South Africa becoming a major international business outsourcing destination

15th October 2020 By: Tasneem Bulbulia - Senior Contributing Editor Online

Government and private sector efforts to build digital skills capacity among South Africa’s youth over the past five years are bearing fruit, says nonprofit organisation Business Process Enabling South Africa (BPESA).

CEO Andy Searle says these initiatives, along with several other factors, have favourably positioned the country as a global destination for outsourced projects.

“There has never been a better time than now for the country to begin securing sizable and scalable business services projects and for the tech sector particularly to create meaningful employment opportunities,” he notes.

Searle’s comments are supported by a recent McKinsey report, which views the country’s strong operational and service capabilities in the business process outsourcing (BPO) sector as among the reasons that service exports have been identified as an inclusive growth sector in its 'South Africa Big Five' report.

In particular, the nation’s standing as a key BPO player has been reinforced over the past six months, posits BPESA.

While lockdown measures to contain Covid-19 compromised business continuity across the world, South African contact centres were quick to migrate to remote working models and were able to remain operational with minimal disruption for clients, it notes.

Potential and existing outsourced services offerings extend across multiple industry sectors including finance and accounting, telecommunications and media, human resources and even legal services. Opportunities include call centres, shared and education services, animation, gaming and robotics, it highlights.

South Africa has seen a 22% a year increase in international business services (GBS) projects over the past four years.

“South Africa’s business services sector has established itself as a dependable, world-class delivery location that can serve the international market at scale,” Searle says.

He notes that two broad factors are responsible for South Africa becoming so well positioned so quickly and changing in those five years.

The first was a series of changes in the world environment and the second, constructive changes that have been explicitly driven by various players in South Africa.

The Covid-19 pandemic with accompanying lockdowns and international tensions are also drivers.

“Key countries this year have realised that they have become too vulnerable when placing all their projects in a single geography. They have actively sought to spread their risk by moving some work to new territories.

In addition, the simple economics of South Africa’s attractive currency exchange rate with the key buying markets, combined with very compelling government incentives, make sourcing services here more cost-effective,” Searle says.

BPESA indicates that it is the impact of government policy and effective training of young talent in South Africa that have had the biggest impact, enabling the country to begin managing projects of global size, scope and scale.

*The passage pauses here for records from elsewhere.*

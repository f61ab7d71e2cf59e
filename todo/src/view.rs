//! Derived view: filter projection, counters and the render model.

use crate::types::{AppState, Filter, Theme, Todo};

/// Todos visible under `filter`, in list order
#[must_use]
pub fn project(todos: &[Todo], filter: Filter) -> Vec<&Todo> {
    todos.iter().filter(|t| filter.matches(t)).collect()
}

/// Number of todos not yet completed
#[must_use]
pub fn active_count(todos: &[Todo]) -> usize {
    todos.iter().filter(|t| !t.completed).count()
}

/// Footer counter text. Always plural.
#[must_use]
pub fn items_left_label(count: usize) -> String {
    format!("{count} items left")
}

/// Label of the control that switches theme: names the theme it switches to
#[must_use]
pub const fn theme_toggle_label(theme: Theme) -> &'static str {
    match theme {
        Theme::Dark => "Light Mode",
        Theme::Light => "Dark Mode",
    }
}

/// A visible row with its 1-based display position
#[derive(Clone, Debug, PartialEq, Eq)]
pub struct VisibleTodo {
    /// Position the user refers to in commands
    pub position: usize,
    /// The record itself
    pub todo: Todo,
}

/// Everything a front end needs to draw one frame
#[derive(Clone, Debug, PartialEq, Eq)]
pub struct TodoView {
    /// Palette to draw with
    pub theme: Theme,
    /// Filter that produced `items`
    pub filter: Filter,
    /// Rows that pass the filter
    pub items: Vec<VisibleTodo>,
    /// Footer counter, independent of the filter
    pub items_left: String,
    /// Label of the theme switch
    pub theme_toggle_label: &'static str,
    /// Last persistence failure, if any
    pub last_error: Option<String>,
}

impl TodoView {
    /// Build the view of `state`
    #[must_use]
    pub fn from_state(state: &AppState) -> Self {
        let items = project(&state.todos, state.filter)
            .into_iter()
            .enumerate()
            .map(|(index, todo)| VisibleTodo {
                position: index + 1,
                todo: todo.clone(),
            })
            .collect();

        Self {
            theme: state.theme,
            filter: state.filter,
            items,
            items_left: items_left_label(active_count(&state.todos)),
            theme_toggle_label: theme_toggle_label(state.theme),
            last_error: state.last_error.clone(),
        }
    }

    /// The row shown at `position` (1-based)
    #[must_use]
    pub fn item_at(&self, position: usize) -> Option<&Todo> {
        self.items
            .iter()
            .find(|item| item.position == position)
            .map(|item| &item.todo)
    }
}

“Large-scale investment in training of mainly the youth, excluded from access to good employment opportunities by various social, economic and spatial constraints, has strengthened South Africa's value proposition immeasurably, where so much value is placed on the distinguished quality of service these young people deliver,” Searle explains.

A component of the future growth of the GBS business in South Africa is a plan by the EXPLORE Data Science Academy, Africa’s largest privately-owned training facility for data scientists, to diversify its operations by opening its own international data service centre.